All of the entries below are to be copied without any alteration.

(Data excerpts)
============================================================

//! Domain Adapters
//!
//! This module provides adapter implementations for domain ports,
//! connecting domain interfaces to the PostgreSQL database layer.
//!
//! Each adapter:
//! - Implements the domain's port trait
//! - Translates between domain models and database row types
//! - Uses the repository layer for database operations

pub mod interest_rate;

pub use interest_rate::PostgresInterestRateAdapter;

============================================================

• _EXPECTED OUTPUT_
//! Domain Adapters
//!
//! This module provides adapter implementations for domain ports,
//! connecting domain interfaces to the PostgreSQL database layer.
//!
//! Each adapter:
//! - Implements the domain's port trait
//! - Translates between domain models and database row types
//! - Uses the repository layer for database operations

pub mod interest_rate;

pub use interest_rate::PostgresInterestRateAdapter;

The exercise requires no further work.